Currently, delegates enjoy powers, rights, and responsibilities identical, in many respects, to those of House Members from the states. Delegates can speak and introduce bills and resolutions on the floor of the House, offer amendments and most motions on the House floor, and speak and vote in House committees. Delegates are not, however, Members of the House. They cannot vote on the House floor; consequently, they cannot offer motions to reconsider a vote during floor debate, and they are not counted for quorum purposes in the House. Delegates are currently not permitted to vote in or preside over either the Committee of the Whole or the House.

Committee Assignments and Voting

The House began to define the functions of delegates when, on January 13, 1795, it appointed White to serve as a member of a select committee to investigate better means of promulgating the laws of the United States.39 During several subsequent Congresses, the House continued the practice of allowing delegates to serve on select committees. William Henry Harrison, the first delegate to represent the Northwest Territory (and later, the ninth President of the United States), served on a number of select committees—some of which had been created at his initiative—that addressed issues such as public land laws and the judiciary in the territories.40 According to historians, in December 1799, Harrison became the first delegate to chair a select committee.41 An active participant in House debates, Delegate Harrison likewise served as a House conferee in disputes with the Senate.42

The first regular assignment of a delegate to standing committee occurred under a House rule adopted in December 1871. The rule directed the Speaker of the House to appoint a delegate as an additional member of the Committee on the Territories and to appoint the DC delegate as an additional member of the Committee for the District of Columbia.43 Additional committee assignments were authorized in 1876, 1880, and 1887.44 Describing the concurrent development of the delegates' non-legislative role, historian Earl S. Pomeroy wrote:

The territorial delegate increased in stature appreciably between 1861 and 1890. Without the formal powers of a congressman, he acquired more of a congressman's influence and general functions. He was disseminator of information, lobbyist, agent of territorial officers, of the territorial legislature, and of his constituency, self-constituted dispenser of patronage. He interceded at times in almost every process of control over the territories, and generally no one challenged his right to intercede.45

Along with the right to sit on a standing committee, the House has also debated what rights delegates could exercise once on the committees. Historians differ on whether delegates were allowed to vote in committees prior to the early 1970s. One account states that as "additional members" of standing committees from 1871 through 1971, delegates did not have the right to vote in committee.46

Some evidence, however, suggests that delegates were allowed to vote in committee in an earlier period. According to a September 3, 1841, report of the Committee of Elections:

With the single exception of voting, the Delegate enjoys every other privilege and exercises every other right of a Representative. He can act as a member of a standing or special committee and vote on the business before said committees, and he may thus exercise an important influence on those initiatory proceedings by which business is prepared for the action of the House. He is also required to take an oath to support the Constitution of the United States.47

Even if the delegates at one point had that right, they clearly did not have it in the 1880s. On February 23, 1884, a proposition was made in the House that delegates be allowed to vote in committee. The proposition was referred to the Committee on Rules, but no action was taken.

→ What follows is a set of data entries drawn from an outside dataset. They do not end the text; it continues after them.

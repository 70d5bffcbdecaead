//! Shared fixtures for gateway integration tests

use p256::ecdsa::signature::Signer;
use p256::ecdsa::{Signature, SigningKey};
use p256::pkcs8::{EncodePublicKey, LineEnding};
use rand_core::OsRng;
use std::path::Path;
use std::time::{SystemTime, UNIX_EPOCH};
use tokio::io::{AsyncReadExt, AsyncWriteExt};
use tokio::net::TcpListener;

/// Generate a P-256 key pair and drop the public half into the key
/// directory as `<CALLSIGN>.pem`
pub fn provision_operator(keys_dir: &Path, callsign: &str) -> SigningKey {
    let signing = SigningKey::random(&mut OsRng);
    let pem = signing
        .verifying_key()
        .to_public_key_pem(LineEnding::LF)
        .unwrap();
    std::fs::write(keys_dir.join(format!("{}.pem", callsign)), pem).unwrap();
    signing
}

/// Current wall clock as fractional Unix seconds
pub fn now() -> f64 {
    SystemTime::now()
        .duration_since(UNIX_EPOCH)
        .unwrap()
        .as_secs_f64()
}

/// Build the JSON command payload the RX chain would deliver
pub fn json_payload(operator: &str, command: &str, timestamp: f64) -> Vec<u8> {
    format!(
        r#"{{"operator":"{}","command":"{}","timestamp":{}}}"#,
        operator, command, timestamp
    )
    .into_bytes()
}

/// DER-encode a signature over the payload bytes
pub fn sign(signing: &SigningKey, payload: &[u8]) -> Vec<u8> {
    let sig: Signature = signing.sign(payload);
    sig.to_der().as_bytes().to_vec()
}

/// Minimal stand-in for the SVXLink TCP control port: reads one line,
/// answers with a fixed response, forever
pub async fn spawn_mock_controller(response: &'static str) -> (String, u16) {
    let listener = TcpListener::bind("127.0.0.1:0").await.unwrap();
    let port = listener.local_addr().unwrap().port();

    tokio::spawn(async move {
        loop {
            let (mut stream, _) = match listener.accept().await {
                Ok(conn) => conn,
                Err(_) => return,
            };
            let mut buf = [0u8; 1024];
            let _ = stream.read(&mut buf).await;
            let _ = stream.write_all(response.as_bytes()).await;
        }
    });

    ("127.0.0.1".to_string(), port)
}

The right of delegates to vote in committee resurfaced as an issue in the 1930s. After a lengthy investigation, a House committee reported that neither the Constitution nor any statutes supported such a committee vote. Although a House rule provided for the appointment of territorial delegates as additional members on certain committees, the report noted that "the House could not elect to one of its standing committees a person not a Member of the House." According to the report:

The designation "additional member" applied to a Delegate clearly indicates the character of the assignment. Expressly the Delegate shall exercise in the committee ... the same powers and privileges as in the House, to wit, the "right of debating, but not the right of voting."48

In the 1970s, the system of territorial representation in Congress underwent significant change as more territories were granted delegates and as delegates were given increased powers.49 In 1970, Congress enacted the Legislative Reorganization Act, which contained a provision to amend the House rule on delegates to read:

The Resident Commissioner to the United States from Puerto Rico shall be elected to serve on standing committees in the same manner as Members of the House and shall possess in such committees the same powers and privileges as the other Members.50

The provision was offered in a floor amendment by Puerto Rico's Resident Commissioner Jorge Cordova.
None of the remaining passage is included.